Das Land brauche in der aktuell wirtschaftlich äusserst schwierigen Lage eine arbeitsfähige Regierung, sagte Van der Bellen. Kickl habe ihm im Gespräch versichert, dass er sich die Aufgabe als Kanzler zutraue, so der österreichische Bundespräsident.
«Der Respekt vor dem Wählervotum gebietet es, dass der Bundespräsident die Mehrheit achtet», auch wenn er selbst möglicherweise andere Wünsche und Vorstellungen habe. «Ich habe mir diesen Schritt nicht leicht gemacht», betonte Van der Bellen.

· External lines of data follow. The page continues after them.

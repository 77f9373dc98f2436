//! fitplot CLI - render chart views and accuracy metrics from a project file.

use anyhow::{Context, Result};
use clap::{Parser, Subcommand};
use fitplot_core::{build_chart, ChartView};
use std::path::{Path, PathBuf};
use tracing::debug;
use tracing_subscriber::EnvFilter;

mod config;
mod loader;
mod project;
mod report;

use config::{FitplotConfig, OutputFormat};
use loader::Workspace;

#[derive(Parser)]
#[command(name = "fitplot")]
#[command(about = "Plot columns across datasets and report goodness-of-fit")]
#[command(version)]
struct Cli {
    /// Log at debug level (overridden by RUST_LOG)
    #[arg(short, long, global = true)]
    verbose: bool,

    #[command(subcommand)]
    command: Commands,
}

#[derive(Subcommand)]
enum Commands {
    /// Build chart views and print them
    Render {
        /// Project file or directory containing fitplot.toml
        #[arg(default_value = ".")]
        project: PathBuf,

        /// Only render the chart with this id
        #[arg(short, long)]
        chart: Option<String>,

        /// Print JSON instead of the configured format
        #[arg(long)]
        json: bool,
    },

    /// List loaded datasets and their columns
    Columns {
        /// Project file or directory containing fitplot.toml
        #[arg(default_value = ".")]
        project: PathBuf,
    },

    /// Create a starter project
    Init {
        /// Target directory
        #[arg(default_value = ".")]
        path: PathBuf,

        /// Project name (defaults to the directory name)
        #[arg(short, long)]
        name: Option<String>,
    },
}

fn init_logging(verbose: bool) {
    let default = if verbose { "debug" } else { "warn" };
    let filter = EnvFilter::try_from_default_env().unwrap_or_else(|_| EnvFilter::new(default));
    tracing_subscriber::fmt()
        .with_env_filter(filter)
        .with_writer(std::io::stderr)
        .init();
}

fn load(project: &Path) -> Result<(Workspace, OutputFormat)> {
    let (config, base) = FitplotConfig::load(project)?;
    let format = config.output.format;
    Ok((Workspace::load(config, &base)?, format))
}

fn render(project: PathBuf, chart: Option<String>, json: bool) -> Result<()> {
    let (ws, format) = load(&project)?;
    let charts: Vec<_> = match &chart {
        Some(id) => vec![ws
            .chart(id)
            .with_context(|| format!("No chart with id `{id}`"))?],
        None => ws.charts.iter().collect(),
    };

    let views: Vec<ChartView> = charts
        .into_iter()
        .map(|c| build_chart(c, &ws.datasets))
        .collect();
    debug!("built {} view(s)", views.len());

    if json || format == OutputFormat::Json {
        println!("{}", serde_json::to_string_pretty(&views)?);
    } else {
        for view in &views {
            print!("{}", report::render_chart(view));
        }
    }
    Ok(())
}

fn main() -> Result<()> {
    let cli = Cli::parse();
    init_logging(cli.verbose);

    match cli.command {
        Commands::Render {
            project,
            chart,
            json,
        } => render(project, chart, json),
        Commands::Columns { project } => {
            let (ws, _) = load(&project)?;
            print!("{}", report::render_columns(&ws.datasets));
            Ok(())
        }
        Commands::Init { path, name } => {
            let name = name.unwrap_or_else(|| {
                path.canonicalize()
                    .ok()
                    .and_then(|p| p.file_name().map(|n| n.to_string_lossy().into_owned()))
                    .unwrap_or_else(|| "fitplot-project".to_string())
            });
            project::create_project(&path, &name)?;
            println!("Created {} in {}", config::PROJECT_FILE, path.display());
            Ok(())
        }
    }
}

Dreier-Koalitionsverhandlungen gescheitert
Zuvor waren Verhandlungen für die vom Staatsoberhaupt selbst favorisierte Bildung einer Dreierkoalition von konservativer ÖVP, sozialdemokratischer SPÖ und liberalen Neos nach sechs Wochen an inhaltlichen Diskrepanzen gescheitert.

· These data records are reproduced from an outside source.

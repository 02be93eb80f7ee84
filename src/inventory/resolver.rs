//! Resolution of extraneous plugin packages

use std::path::Path;

use regex::Regex;
use tracing::{debug, warn};

use crate::error::{ConfigError, InventoryError};
use crate::inventory::manifest::{HostLayout, Manifest, list_installed, read_manifest};

/// Marker whose presence means a package was checked out from version control
pub const VCS_MARKER: &str = ".git";

/// Naming convention identifying plugin and theme packages
#[derive(Debug, Clone)]
pub struct PluginPattern(Regex);

impl PluginPattern {
    pub fn new(pattern: &str) -> Result<Self, ConfigError> {
        Ok(Self(Regex::new(pattern)?))
    }

    pub fn matches(&self, name: &str) -> bool {
        self.0.is_match(name)
    }
}

/// Plugins declared in the live manifest that the host does not ship itself
///
/// Keeps live-manifest order. Does not look at the filesystem.
pub fn extraneous_plugins(
    live: &Manifest,
    bundled: &Manifest,
    pattern: &PluginPattern,
) -> Vec<String> {
    live.dependency_names()
        .filter(|name| pattern.matches(name))
        .filter(|name| !bundled.contains(name))
        .map(str::to_string)
        .collect()
}

/// Whether the package directory carries a version-control marker
///
/// Any failure to inspect the marker counts as absent.
pub async fn has_vcs_marker(package_dir: &Path) -> bool {
    tokio::fs::try_exists(package_dir.join(VCS_MARKER))
        .await
        .inspect_err(|e| debug!("Could not check {}: {}", package_dir.display(), e))
        .unwrap_or(false)
}

/// Candidate plugins plus the version the bundled manifest declares
#[derive(Debug, Clone, Default, PartialEq)]
pub struct ResolvedInventory {
    pub candidates: Vec<String>,
    pub bundled_version: Option<String>,
}

/// Resolve the candidate set for an upgrade check
///
/// Fails if either manifest cannot be read or parsed.
pub async fn resolve_candidates(
    layout: &HostLayout,
    pattern: &PluginPattern,
) -> Result<ResolvedInventory, InventoryError> {
    let live_path = layout.live_manifest();
    let (live, bundled) = tokio::try_join!(
        read_manifest(&live_path),
        read_manifest(&layout.bundled_manifest)
    )?;

    let mut candidates = Vec::new();
    for name in extraneous_plugins(&live, &bundled, pattern) {
        if has_vcs_marker(&layout.package_dir(&name)).await {
            debug!("Skipping {}: installed from a version-control checkout", name);
            continue;
        }
        candidates.push(name);
    }

    report_undeclared(layout, &live, &bundled, pattern).await;

    debug!("Resolved {} candidate plugins", candidates.len());
    Ok(ResolvedInventory {
        candidates,
        bundled_version: bundled.version,
    })
}

/// Warn about plugin directories that neither manifest declares
async fn report_undeclared(
    layout: &HostLayout,
    live: &Manifest,
    bundled: &Manifest,
    pattern: &PluginPattern,
) {
    let installed = match list_installed(&layout.modules_dir()).await {
        Ok(installed) => installed,
        Err(e) => {
            warn!("Failed to list {}: {}", layout.modules_dir().display(), e);
            return;
        }
    };

    for name in installed
        .iter()
        .filter(|name| pattern.matches(name))
        .filter(|name| !live.contains(name) && !bundled.contains(name))
    {
        warn!("Plugin {} is installed but not declared in any manifest", name);
    }
}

Daraufhin hatte der österreichische Kanzler Karl Nehammer seinen Rücktritt angekündigt. Im Amt des Parteichefs folgte ihm interimistisch der bisherige ÖVP-Generalsekretär Christian Stocker. Dieser gehörte wie Nehammer bisher zu den schärfsten Kritikern Kickls, dem er unter anderem Regierungsunfähigkeit unterstellte. Er hatte den FPÖ-Chef auch als «Sicherheitsrisiko» bezeichnet.
Die FPÖ hatte die Parlamentswahl vor drei Monaten zwar klar gewonnen, war aber angesichts des Unwillens der anderen Parteien, mit den Rechtspopulisten zusammenzuarbeiten, bei Koalitionsgesprächen zunächst übergangen worden. Die konservative ÖVP, bisher auf Gegenkurs zur FPÖ, kündigte dann aber an, nun doch für Bündnisgespräche mit der rechten Partei zur Verfügung zu stehen.

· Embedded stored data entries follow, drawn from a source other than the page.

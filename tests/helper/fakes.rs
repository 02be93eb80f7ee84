//! Hand-written confirmer and installer doubles

use std::sync::Mutex;

use async_trait::async_trait;

use plugup::error::{InstallError, PromptError};
use plugup::upgrade::installer::Installer;
use plugup::upgrade::planner::UpgradePlan;
use plugup::upgrade::prompt::Confirmer;

/// Confirmer that answers with a fixed reply and remembers what it was shown
pub struct ScriptedConfirmer {
    answer: bool,
    shown: Mutex<Vec<UpgradePlan>>,
}

impl ScriptedConfirmer {
    pub fn answering(answer: bool) -> Self {
        Self {
            answer,
            shown: Mutex::new(Vec::new()),
        }
    }

    pub fn shown(&self) -> Vec<UpgradePlan> {
        self.shown.lock().unwrap().clone()
    }
}

#[async_trait]
impl Confirmer for ScriptedConfirmer {
    async fn confirm(&self, plan: &UpgradePlan) -> Result<bool, PromptError> {
        self.shown.lock().unwrap().push(plan.clone());
        Ok(self.answer)
    }
}

/// Installer that records every invocation instead of running anything
#[derive(Default)]
pub struct RecordingInstaller {
    calls: Mutex<Vec<Vec<String>>>,
}

impl RecordingInstaller {
    pub fn calls(&self) -> Vec<Vec<String>> {
        self.calls.lock().unwrap().clone()
    }
}

#[async_trait]
impl Installer for RecordingInstaller {
    async fn install(&self, specs: &[String]) -> Result<(), InstallError> {
        self.calls.lock().unwrap().push(specs.to_vec());
        Ok(())
    }
}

Divergierende Meinungen in der Aussenpolitik
In einem ersten Schritt müssen sich die ÖVP und die FPÖ jetzt auf ein Regierungsprogramm einigen. Bei Themen wie Migration und Steuern scheinen sich die Ansichten der beiden Parteien weitgehend zu decken. Doch zwischen der Moskau-freundlichen und EU-kritischen FPÖ und der ÖVP gibt es unter anderem Differenzen in Sachen Aussen- und Sicherheitspolitik.
Völlig offen seien auch gemeinsame Konzepte zur Bewältigung der Budgetkrise, sagte der Präsident des Fiskalrats, Christoph Badelt im ORF. Es sei fraglich, ob ein neuer Kanzler von der FPÖ mit unpopulären Sparmassnahmen oder Steuererhöhungen starten wolle, so Badelt weiter. «Wir wissen alle nicht, wozu die FPÖ, wenn es wirklich ums Budgetkonsolidieren geht, eigentlich bereit wäre.» Österreich muss dringend seinen Haushalt sanieren, um mit Blick auf die EU-Budgetregeln ein Defizitverfahren zu vermeiden.
Die konservative ÖVP und die rechte FPÖ hatten bereits in den 2000er-Jahren und zwischen 2017 und 2019 Koalitionen gebildet – allerdings unter ÖVP-Regierungschefs.